The proposed ARTHUR—advanced radioisotope technology for health utility reactor—initiative envisages a dedicated medical reactor capable of producing a steady flow of radioisotopes for NHS use and research, and for export. The recommended reactor design for the ARTHUR project would use proven technology and is modelled on the ANSTO OPAL reactor, the world’s leading example for secure and efficient medical isotope production. The plan is supported by leading academic voices. Professor Simon Middleburgh of Bangor University’s Nuclear Futures Institute has stated that

“such a facility is not simply a Welsh inspiration—it is a UK wide imperative. Without it we remain at the mercy of foreign reactors, rising costs and global shocks”.

In 2022 the Government took a step in the right direction by announcing a £6 million medical radionuclide innovation programme. The commissioned report, issued by TÜV SÜD, warned of a supply vulnerable to technological failures, infrastructure delays and geopolitical upheaval, underscoring the conclusion that our current system is not future-proof. The recent review of molecular radiotherapy services produced by the Royal College of Radiologists, the Royal College of Physicians, the Institute of Physics and Engineering in Medicine and the British Nuclear Medicine Society made one key recommendation: that every devolved Government and every radiotherapy operational delivery network in England appoint a molecular radiotherapy champion, someone with the mandate and vision to drive the change we need. By investing in infrastructure using the existing workforce, as well as training the workforce of tomorrow, we can become self-reliant and once again lead the world in nuclear medicine innovation.

One in two UK citizens will be diagnosed with cancer in their lifetime.

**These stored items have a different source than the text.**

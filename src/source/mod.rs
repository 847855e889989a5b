//! Data source contracts
//!
//! [`SupportsPagination`] is the capability a data source implements to
//! serve bounded slices of entities. [`Source`] is the registry-facing
//! trait for heterogeneous collections of sources, where paging support
//! is only known at run time; its [`pagination`](Source::pagination)
//! accessor answers the capability check. Statically typed call sites
//! skip [`Source`] entirely and bound on [`SupportsPagination`]
//! directly.

mod memory;

pub use memory::{ItemFilter, VecSource};


use crate::error::Result;
use crate::page::{PageRequest, ResultPage};
use async_trait::async_trait;

/// Short name of `T`, used in error messages and logs
pub(crate) fn entity_name<T: ?Sized>() -> &'static str {
    let name = std::any::type_name::<T>();
    name.rsplit("::").next().unwrap_or(name)
}

// ============================================================================
// SupportsPagination
// ============================================================================

/// Capability a data source implements to serve bounded slices
///
/// Both operations accept an optional [`Filter`](Self::Filter) and must
/// apply identical filter semantics, so a `count` describes the same
/// collection a `get_page` slices.
///
/// Cancellation is drop-based: dropping an in-flight future aborts the
/// call, and a dropped future can never be observed as a success.
/// Implementations that detect cooperative cancellation mid-call return
/// [`Error::Canceled`](crate::Error::Canceled) rather than a partial
/// result.
#[async_trait]
pub trait SupportsPagination<T>: Send + Sync {
    /// Opaque filter strategy applied by the source before slicing
    ///
    /// Owned by the source; this crate forwards filters unexamined.
    /// `?Sized`, so closure trait objects like
    /// `dyn Fn(&T) -> bool + Send + Sync` work without boxing at call
    /// sites.
    type Filter: ?Sized + Send + Sync;

    /// Total number of entities matching `filter`
    async fn count(&self, filter: Option<&Self::Filter>) -> Result<u64>;

    /// The slice of entities at `request`, after applying `filter`
    ///
    /// The slice starts at offset `(page - 1) * page_size` and holds at
    /// most `page_size` entities. A page past the end of the collection
    /// yields an empty result, not an error. Ordering is whatever the
    /// source and its filter produce; this crate imposes none.
    async fn get_page(
        &self,
        request: PageRequest,
        filter: Option<&Self::Filter>,
    ) -> Result<ResultPage<T>>;
}

// ============================================================================
// Source
// ============================================================================

/// A data source held in a heterogeneous registry
///
/// Sources advertise optional capabilities through accessors.
/// [`pagination`](Self::pagination) defaults to `None`; a pageable
/// source opts in by returning `Some(self)`.
pub trait Source<T>: Send + Sync {
    /// Filter strategy accepted by this source's capabilities
    type Filter: ?Sized + Send + Sync;

    /// Short entity-type name used in errors and logs
    fn entity_type(&self) -> &'static str {
        entity_name::<T>()
    }

    /// The pagination capability, when this source implements it
    fn pagination(&self) -> Option<&dyn SupportsPagination<T, Filter = Self::Filter>> {
        None
    }
}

Many will see their quality of life and the efficacy of their treatments enhanced as a result of nuclear medicine. Every hospital in the UK uses it to help patients on a daily basis—700,000 patients a year and counting. We must act now. Let us not wait for another global shortage, another shutdown or another delayed shipment to force us into crisis mode. Let us choose instead to build a secure, resilient, sovereign supply of medical isotopes for the UK and, of course, I hope that will be in Wales.